* _What you will do_
In the response, each entry below should appear again exactly as given.

Stored data entries:
◇ ◇ ◇ ◇ ◇

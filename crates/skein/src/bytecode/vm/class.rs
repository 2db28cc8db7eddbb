//! `class` statements, `isinstance` and `issubclass`.

use std::rc::Rc;

use indexmap::IndexMap;

use super::{FrameKind, VM};
use crate::{
    args::ArgValues,
    builtins::Builtins,
    exception_private::{ExcType, RunError, RunResult},
    heap::{HeapData, HeapId},
    intern::{StaticStrings, StringId},
    io::PrintWriter,
    resource::ResourceTracker,
    tracer::VmTracer,
    types::{ClassObject, Module, Type, class::c3_linearize},
    value::Value,
};

impl<T: ResourceTracker, P: PrintWriter, Tr: VmTracer> VM<'_, T, P, Tr> {
    /// `BuildClass`: runs the class body in a fresh namespace and creates the class from it.
    pub(super) fn build_class(&mut self, body: Value, name: Value, bases: Value) -> RunResult<Value> {
        let Value::InternString(name) = name else {
            return Err(RunError::internal("class name is not an interned string"));
        };
        let Some(func) = body.ref_id() else {
            return Err(RunError::internal("class body is not a function"));
        };
        let bases = self.class_bases(bases)?;

        let namespace = self.alloc(HeapData::Module(Module::new(name)))?;
        let mut frame = self.function_frame(func, ArgValues::empty(), FrameKind::ClassBody)?;
        frame.namespace = Some(namespace);
        let code = Rc::clone(&frame.code);
        let cells = frame.cells.clone();
        let globals = frame.globals;
        let depth = self.frames.len();
        self.push_frame(frame)?;
        let mut held = vec![body];
        held.extend(bases.iter().map(|base| Value::Ref(*base)));
        self.with_roots(&held, |vm| vm.run_frames(depth))?;

        let attrs = match self.heap.get_mut(namespace) {
            HeapData::Module(module) => {
                let mut attrs = std::mem::take(&mut module.attrs);
                attrs.retain(|_, value| !matches!(value, Value::Undefined));
                attrs
            }
            _ => return Err(RunError::internal("class namespace is not a module")),
        };
        let module = match self.module_get(globals, StaticStrings::DunderName.id()) {
            Some(value) => self.intern_value(value),
            None => None,
        };
        let qualname = if code.qualname.is_empty() {
            self.interns.get_str(name).to_owned()
        } else {
            code.qualname.clone()
        };

        let class = self.create_class(name, qualname, module, bases, attrs)?;
        if let Some(index) = code
            .cellvars
            .iter()
            .position(|cell| *cell == StaticStrings::DunderClass.id())
        {
            if let HeapData::Cell(slot) = self.heap.get_mut(cells[index]) {
                *slot = Value::Ref(class);
            }
        }
        tracing::trace!(class = self.interns.get_str(name), "class created");
        Ok(Value::Ref(class))
    }

    /// Allocates a class and computes its MRO.
    pub(crate) fn create_class(
        &mut self,
        name: StringId,
        qualname: String,
        module: Option<StringId>,
        bases: Vec<HeapId>,
        attrs: IndexMap<StringId, Value>,
    ) -> RunResult<HeapId> {
        let class = self.alloc(HeapData::Class(ClassObject {
            name,
            qualname,
            module,
            bases: bases.clone(),
            mro: Vec::new(),
            attrs,
            exc_type: None,
        }))?;
        let base_mros: Vec<Vec<HeapId>> = bases.iter().map(|base| self.class_mro(*base)).collect();
        let mro = match c3_linearize(class, &bases, &base_mros) {
            Ok(mro) => mro,
            Err(blocked) => {
                let names: Vec<String> = blocked.iter().map(|base| self.class_name(*base)).collect();
                return Err(ExcType::type_error(format!(
                    "Cannot create a consistent method resolution order (MRO) for bases {}",
                    names.join(", ")
                )));
            }
        };
        let exc_type = mro.iter().skip(1).find_map(|id| match self.heap.get(*id) {
            HeapData::Class(base) => base.exc_type,
            _ => None,
        });
        if let HeapData::Class(object) = self.heap.get_mut(class) {
            object.mro = mro;
            object.exc_type = exc_type;
        }
        Ok(class)
    }

    /// Validates the bases of a `class` statement; no bases means `object`.
    pub(crate) fn class_bases(&self, bases: Value) -> RunResult<Vec<HeapId>> {
        let values = self.tuple_items(bases).unwrap_or_default();
        let mut ids = Vec::with_capacity(values.len().max(1));
        for base in values {
            match base {
                Value::Ref(id) if matches!(self.heap.get(id), HeapData::Class(_)) => {
                    if ids.contains(&id) {
                        return Err(ExcType::type_error(format!("duplicate base class {}", self.class_name(id))));
                    }
                    ids.push(id);
                }
                Value::Builtin(Builtins::Type(ty)) => {
                    return Err(ExcType::type_error(format!(
                        "subclassing builtin type '{ty}' is not supported"
                    )));
                }
                other => {
                    return Err(ExcType::type_error(format!(
                        "bases must be types, not '{}'",
                        self.type_name(other)
                    )));
                }
            }
        }
        if ids.is_empty() {
            ids.push(self.object_class);
        }
        Ok(ids)
    }

    /// `isinstance(value, classinfo)`, where `classinfo` may be a tuple.
    pub(crate) fn isinstance(&self, value: Value, classinfo: Value) -> RunResult<bool> {
        if let Some(options) = self.tuple_items(classinfo) {
            for option in options {
                if self.isinstance(value, option)? {
                    return Ok(true);
                }
            }
            return Ok(false);
        }
        match classinfo {
            Value::Builtin(Builtins::Type(ty)) => {
                Ok(self.builtin_type(value).is_some_and(|actual| actual.is_subtype_of(ty)))
            }
            Value::Ref(class) if matches!(self.heap.get(class), HeapData::Class(_)) => {
                if class == self.object_class {
                    return Ok(true);
                }
                Ok(self
                    .instance_class(value)
                    .is_some_and(|actual| self.class_mro(actual).contains(&class)))
            }
            _ => Err(ExcType::type_error(
                "isinstance() arg 2 must be a type, a tuple of types, or a union",
            )),
        }
    }

    /// `issubclass(class, classinfo)`.
    pub(crate) fn issubclass(&self, class: Value, classinfo: Value) -> RunResult<bool> {
        if let Some(options) = self.tuple_items(classinfo) {
            for option in options {
                if self.issubclass(class, option)? {
                    return Ok(true);
                }
            }
            return Ok(false);
        }
        let target = match classinfo {
            Value::Builtin(Builtins::Type(ty)) => ClassRef::Builtin(ty),
            Value::Ref(id) if matches!(self.heap.get(id), HeapData::Class(_)) => ClassRef::Heap(id),
            _ => {
                return Err(ExcType::type_error(
                    "issubclass() arg 2 must be a class, a tuple of classes, or a union",
                ));
            }
        };
        let subject = match class {
            Value::Builtin(Builtins::Type(ty)) => ClassRef::Builtin(ty),
            Value::Ref(id) if matches!(self.heap.get(id), HeapData::Class(_)) => ClassRef::Heap(id),
            _ => return Err(ExcType::type_error("issubclass() arg 1 must be a class")),
        };
        Ok(match (subject, target) {
            (_, ClassRef::Heap(id)) if id == self.object_class => true,
            (ClassRef::Builtin(sub), ClassRef::Builtin(sup)) => sub.is_subtype_of(sup),
            (ClassRef::Heap(sub), ClassRef::Heap(sup)) => self.class_mro(sub).contains(&sup),
            _ => false,
        })
    }
}

/// A class operand of `issubclass`.
#[derive(Clone, Copy)]
enum ClassRef {
    Builtin(Type),
    Heap(HeapId),
}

◇ ◇ ◇ ◇ ◇

* _Response_
filename crates/skein/src/bytecode/vm/class.rs
repository 2db28cc8db7eddbb
//! `class` statements, `isinstance` and `issubclass`.

use std::rc::Rc;

use indexmap::IndexMap;

use super::{FrameKind, VM};
use crate::{
    args::ArgValues,
    builtins::Builtins,
    exception_private::{ExcType, RunError, RunResult},
    heap::{HeapData, HeapId},
    intern::{StaticStrings, StringId},
    io::PrintWriter,
    resource::ResourceTracker,
    tracer::VmTracer,
    types::{ClassObject, Module, Type, class::c3_linearize},
    value::Value,
};

impl<T: ResourceTracker, P: PrintWriter, Tr: VmTracer> VM<'_, T, P, Tr> {
    /// `BuildClass`: runs the class body in a fresh namespace and creates the class from it.
    pub(super) fn build_class(&mut self, body: Value, name: Value, bases: Value) -> RunResult<Value> {
        let Value::InternString(name) = name else {
            return Err(RunError::internal("class name is not an interned string"));
        };
        let Some(func) = body.ref_id() else {
            return Err(RunError::internal("class body is not a function"));
        };
        let bases = self.class_bases(bases)?;

        let namespace = self.alloc(HeapData::Module(Module::new(name)))?;
        let mut frame = self.function_frame(func, ArgValues::empty(), FrameKind::ClassBody)?;
        frame.namespace = Some(namespace);
        let code = Rc::clone(&frame.code);
        let cells = frame.cells.clone();
        let globals = frame.globals;
        let depth = self.frames.len();
        self.push_frame(frame)?;
        let mut held = vec![body];
        held.extend(bases.iter().map(|base| Value::Ref(*base)));
        self.with_roots(&held, |vm| vm.run_frames(depth))?;

        let attrs = match self.heap.get_mut(namespace) {
            HeapData::Module(module) => {
                let mut attrs = std::mem::take(&mut module.attrs);
                attrs.retain(|_, value| !matches!(value, Value::Undefined));
                attrs
            }
            _ => return Err(RunError::internal("class namespace is not a module")),
        };
        let module = match self.module_get(globals, StaticStrings::DunderName.id()) {
            Some(value) => self.intern_value(value),
            None => None,
        };
        let qualname = if code.qualname.is_empty() {
            self.interns.get_str(name).to_owned()
        } else {
            code.qualname.clone()
        };

        let class = self.create_class(name, qualname, module, bases, attrs)?;
        if let Some(index) = code
            .cellvars
            .iter()
            .position(|cell| *cell == StaticStrings::DunderClass.id())
        {
            if let HeapData::Cell(slot) = self.heap.get_mut(cells[index]) {
                *slot = Value::Ref(class);
            }
        }
        tracing::trace!(class = self.interns.get_str(name), "class created");
        Ok(Value::Ref(class))
    }

    /// Allocates a class and computes its MRO.
    pub(crate) fn create_class(
        &mut self,
        name: StringId,
        qualname: String,
        module: Option<StringId>,
        bases: Vec<HeapId>,
        attrs: IndexMap<StringId, Value>,
    ) -> RunResult<HeapId> {
        let class = self.alloc(HeapData::Class(ClassObject {
            name,
            qualname,
            module,
            bases: bases.clone(),
            mro: Vec::new(),
            attrs,
            exc_type: None,
        }))?;
        let base_mros: Vec<Vec<HeapId>> = bases.iter().map(|base| self.class_mro(*base)).collect();
        let mro = match c3_linearize(class, &bases, &base_mros) {
            Ok(mro) => mro,
            Err(blocked) => {
                let names: Vec<String> = blocked.iter().map(|base| self.class_name(*base)).collect();
                return Err(ExcType::type_error(format!(
                    "Cannot create a consistent method resolution order (MRO) for bases {}",
                    names.join(", ")
                )));
            }
        };
        let exc_type = mro.iter().skip(1).find_map(|id| match self.heap.get(*id) {
            HeapData::Class(base) => base.exc_type,
            _ => None,
        });
        if let HeapData::Class(object) = self.heap.get_mut(class) {
            object.mro = mro;
            object.exc_type = exc_type;
        }
        Ok(class)
    }

    /// Validates the bases of a `class` statement; no bases means `object`.
    pub(crate) fn class_bases(&self, bases: Value) -> RunResult<Vec<HeapId>> {
        let values = self.tuple_items(bases).unwrap_or_default();
        let mut ids = Vec::with_capacity(values.len().max(1));
        for base in values {
            match base {
                Value::Ref(id) if matches!(self.heap.get(id), HeapData::Class(_)) => {
                    if ids.contains(&id) {
                        return Err(ExcType::type_error(format!("duplicate base class {}", self.class_name(id))));
                    }
                    ids.push(id);
                }
                Value::Builtin(Builtins::Type(ty)) => {
                    return Err(ExcType::type_error(format!(
                        "subclassing builtin type '{ty}' is not supported"
                    )));
                }
                other => {
                    return Err(ExcType::type_error(format!(
                        "bases must be types, not '{}'",
                        self.type_name(other)
                    )));
                }
            }
        }
        if ids.is_empty() {
            ids.push(self.object_class);
        }
        Ok(ids)
    }

    /// `isinstance(value, classinfo)`, where `classinfo` may be a tuple.
    pub(crate) fn isinstance(&self, value: Value, classinfo: Value) -> RunResult<bool> {
        if let Some(options) = self.tuple_items(classinfo) {
            for option in options {
                if self.isinstance(value, option)? {
                    return Ok(true);
                }
            }
            return Ok(false);
        }
        match classinfo {
            Value::Builtin(Builtins::Type(ty)) => {
                Ok(self.builtin_type(value).is_some_and(|actual| actual.is_subtype_of(ty)))
            }
            Value::Ref(class) if matches!(self.heap.get(class), HeapData::Class(_)) => {
                if class == self.object_class {
                    return Ok(true);
                }
                Ok(self
                    .instance_class(value)
                    .is_some_and(|actual| self.class_mro(actual).contains(&class)))
            }
            _ => Err(ExcType::type_error(
                "isinstance() arg 2 must be a type, a tuple of types, or a union",
            )),
        }
    }

    /// `issubclass(class, classinfo)`.
    pub(crate) fn issubclass(&self, class: Value, classinfo: Value) -> RunResult<bool> {
        if let Some(options) = self.tuple_items(classinfo) {
            for option in options {
                if self.issubclass(class, option)? {
                    return Ok(true);
                }
            }
            return Ok(false);
        }
        let target = match classinfo {
            Value::Builtin(Builtins::Type(ty)) => ClassRef::Builtin(ty),
            Value::Ref(id) if matches!(self.heap.get(id), HeapData::Class(_)) => ClassRef::Heap(id),
            _ => {
                return Err(ExcType::type_error(
                    "issubclass() arg 2 must be a class, a tuple of classes, or a union",
                ));
            }
        };
        let subject = match class {
            Value::Builtin(Builtins::Type(ty)) => ClassRef::Builtin(ty),
            Value::Ref(id) if matches!(self.heap.get(id), HeapData::Class(_)) => ClassRef::Heap(id),
            _ => return Err(ExcType::type_error("issubclass() arg 1 must be a class")),
        };
        Ok(match (subject, target) {
            (_, ClassRef::Heap(id)) if id == self.object_class => true,
            (ClassRef::Builtin(sub), ClassRef::Builtin(sup)) => sub.is_subtype_of(sup),
            (ClassRef::Heap(sub), ClassRef::Heap(sup)) => self.class_mro(sub).contains(&sup),
            _ => false,
        })
    }
}

/// A class operand of `issubclass`.
#[derive(Clone, Copy)]
enum ClassRef {
    Builtin(Type),
    Heap(HeapId),
}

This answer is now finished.